Ah! E ainda andar de salto alto, mostrar elegância e gracejo
(sempre me esqueço de alguma coisa).
Eu, definitivamente, não sei andar de salto alto (ou melhor,
muito alto). Adoro, os acho lindos, mas não pra mim. Me sinto mal em
caminhar com um peep toe altérrimo, mesmo treinando uma semana em casa antes de
estreá-lo para a sociedade. Não faz parte de mim, entende?
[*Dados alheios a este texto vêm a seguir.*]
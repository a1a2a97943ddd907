pub mod backoff;
pub mod circuit_breaker;

pub use backoff::{BackoffPolicy, IsTransient};
pub use circuit_breaker::{BreakerConfig, CircuitBreaker, CircuitState};
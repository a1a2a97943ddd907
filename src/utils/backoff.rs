use std::time::Duration;

// ============================================================================
// Exponential Backoff Schedule
// ============================================================================
//
// Jobs that fail a dispatch attempt are re-enqueued rather than retried in
// place, so the schedule only computes the delay before the next attempt;
// the attempt ceiling itself is enforced by the queue processor.
//
// ============================================================================

#[derive(Clone, Debug)]
pub struct BackoffPolicy {
    /// Delay before the second attempt
    pub initial_delay: Duration,
    /// Ceiling on any single delay
    pub max_delay: Duration,
    /// Multiplier applied per additional attempt
    pub multiplier: f64,
}

impl Default for BackoffPolicy {
    fn default() -> Self {
        Self {
            initial_delay: Duration::from_secs(1),
            max_delay: Duration::from_secs(30),
            multiplier: 2.0,
        }
    }
}

impl BackoffPolicy {
    /// Delay to wait after `failed_attempts` attempts have failed, before
    /// the next one starts. The first retry waits `initial_delay`, each
    /// subsequent retry multiplies it, capped at `max_delay`.
    pub fn delay_after(&self, failed_attempts: u32) -> Duration {
        let exponent = failed_attempts.saturating_sub(1).min(31);
        let millis =
            (self.initial_delay.as_millis() as f64) * self.multiplier.powi(exponent as i32);
        Duration::from_millis(millis as u64).min(self.max_delay)
    }
}

/// Splits failures into those worth another attempt and those that will
/// never succeed no matter how often they are retried.
pub trait IsTransient {
    fn is_transient(&self) -> bool;
}
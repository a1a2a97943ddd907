mod job;
mod processor;

pub use job::{CancelOutcome, EnqueueError, Job, JobDetails, JobStatus, QueueError, QueueStats};
pub use processor::QueueProcessor;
E, pra mim, foi ótimo assumir esse “defeito”, só compro salto
médio e de marcas que eu sei que meus pezinhos vão ficar mais relaxados... É um respeito. Assim,
minha segurança me cochicha que, se eu cair ou torcer o pé, do chão não passo
;).
Essa mulher perfeita pode até existir, mas aos meus olhos ou
aos seus olhos. Dificilmente, ela se achará realizada e completa com essa lista. E
realmente é só uma lista do que compõe
a mulher perfeita.
Taí, compor é um verbo bem propício! Se você procurar no
dicionário vai ver que um dos significados/sinônimos é inventar/criar uma obra
artística, algo perfeito! Algo, que nós, humanas de carne ossos e gorduras, não somos.
A nossa graça é ter o pé bonito e dar férias para a academia
(ou vice-versa), é estar sem maquiagem e supercheirosa... É assumir nossa
perfeição de não ser composta, de ser única e cheia de graça!